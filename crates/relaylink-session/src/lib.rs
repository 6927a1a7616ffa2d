//! Connection lifecycle for relaylink.
//!
//! This crate owns everything that happens per remote peer:
//!
//! 1. **Handshake**: the Connect / Accept / TooManyUsers / Disconnect state
//!    machine ([`HandshakeState`], [`client_step`]) and the single identity
//!    rule ([`Role::validate_peer`]).
//! 2. **Peer connections**: one [`PeerConnection`] per remote peer with an
//!    inbound queue, send/receive, and the local disconnect sequence.
//! 3. **Admission**: the [`ConnectionTable`], the only place a connection
//!    can be created, which enforces the maximum connection count.
//!
//! Client and server share all of it. A client is simply a table of
//! capacity 1 that initiates its own Connect; a server is a table of
//! capacity N that admits Connects reactively.
//!
//! # How it fits in the stack
//!
//! ```text
//! relaylink (above)  ← demultiplexer drives handshakes, host uses connections
//!     ↕
//! Session layer (this crate)
//!     ↕
//! Transport layer (below)  ← RelaySession sends/receives packets
//! ```

mod connection;
mod error;
mod handshake;
mod table;

pub use connection::{
    ConnectionOptions, ConnectionStats, PeerConnection, QueuedMessage,
};
pub use error::SessionError;
pub use handshake::{client_step, CloseReason, HandshakeState, Role};
pub use table::{Admission, ConnectionTable};
//! # Relaylink
//!
//! Connection-oriented peer-to-peer transport over a datagram relay.
//!
//! A relay service offers peer-addressed, channel-numbered datagrams and
//! nothing else. Relaylink layers connections on top: a tiny handshake on a
//! dedicated control channel, admission control with a maximum connection
//! count, and per-connection inbound queues a host framework can `send` to
//! and `receive` from like any other transport.
//!
//! ## Quick Start
//!
//! ```rust
//! use relaylink::prelude::*;
//!
//! # #[tokio::main(flavor = "current_thread")]
//! # async fn main() -> Result<(), RelaylinkError> {
//! let hub = MemoryHub::new();
//! let mut server = RelayServer::builder()
//!     .listen(hub.relay(), PeerId(1))
//!     .await?;
//!
//! let client =
//!     RelayClient::connect(hub.relay(), PeerId(2), PeerId(1), RelayConfig::default())
//!         .await?;
//! let conn = server.accept().await.expect("admitted");
//!
//! client.connection().send(LogicalChannel::RELIABLE, b"hello")?;
//! let msg = conn.receive().await.expect("delivered");
//! assert_eq!(msg.payload, b"hello");
//! # Ok(())
//! # }
//! ```

mod client;
mod config;
pub mod demux;
mod error;
mod logging;
mod server;

pub use client::RelayClient;
pub use config::RelayConfig;
pub use error::RelaylinkError;
pub use logging::init_tracing;
pub use server::{RelayServer, RelayServerBuilder};

pub use relaylink_protocol as protocol;
pub use relaylink_session as session;
pub use relaylink_transport as transport;

/// Everything a host typically needs, in one import.
///
/// The [`Transport`](relaylink_transport::Transport) and
/// [`Connection`](relaylink_transport::Connection) traits are not in here:
/// their async `send`/`close` shadow the inherent methods of
/// `Arc<PeerConnection>`. Import them from [`crate::transport`] when writing code
/// that is generic over transports.
pub mod prelude {
    pub use crate::{
        init_tracing, RelayClient, RelayConfig, RelayServer,
        RelayServerBuilder, RelaylinkError,
    };
    pub use relaylink_protocol::{LogicalChannel, PeerId, Reliability};
    pub use relaylink_session::{
        CloseReason, HandshakeState, PeerConnection, QueuedMessage,
        SessionError,
    };
    pub use relaylink_transport::MemoryHub;
}
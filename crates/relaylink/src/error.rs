//! Unified error type for relaylink.

use relaylink_protocol::ProtocolError;
use relaylink_session::SessionError;
use relaylink_transport::TransportError;

/// Top-level error that wraps all crate-specific errors.
///
/// The `#[from]` attribute on each variant generates a `From` impl, so `?`
/// converts sub-crate errors automatically.
#[derive(Debug, thiserror::Error)]
pub enum RelaylinkError {
    /// A relay-level error (open, send, receive).
    #[error(transparent)]
    Transport(#[from] TransportError),

    /// A wire-level error (malformed control packet, bad channel map).
    #[error(transparent)]
    Protocol(#[from] ProtocolError),

    /// A connection-level error (capacity, timeout, identity).
    #[error(transparent)]
    Session(#[from] SessionError),

    /// The configuration could not be parsed.
    #[error("invalid configuration: {0}")]
    Config(#[from] serde_json::Error),
}

impl RelaylinkError {
    /// Returns `true` if a server refused the connection for capacity.
    pub fn is_capacity(&self) -> bool {
        matches!(self, Self::Session(SessionError::Capacity(_)))
    }

    /// Returns `true` if the handshake timed out.
    pub fn is_timeout(&self) -> bool {
        matches!(self, Self::Session(SessionError::Timeout { .. }))
    }
}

## PROBLEM REQUIREMENTS
Filter the entries down to the lines with the word "filename" in them, and copy those lines.

## TASK ANSWER
filename crates/relaylink-session/src/lib.rs
filename crates/relaylink/src/error.rs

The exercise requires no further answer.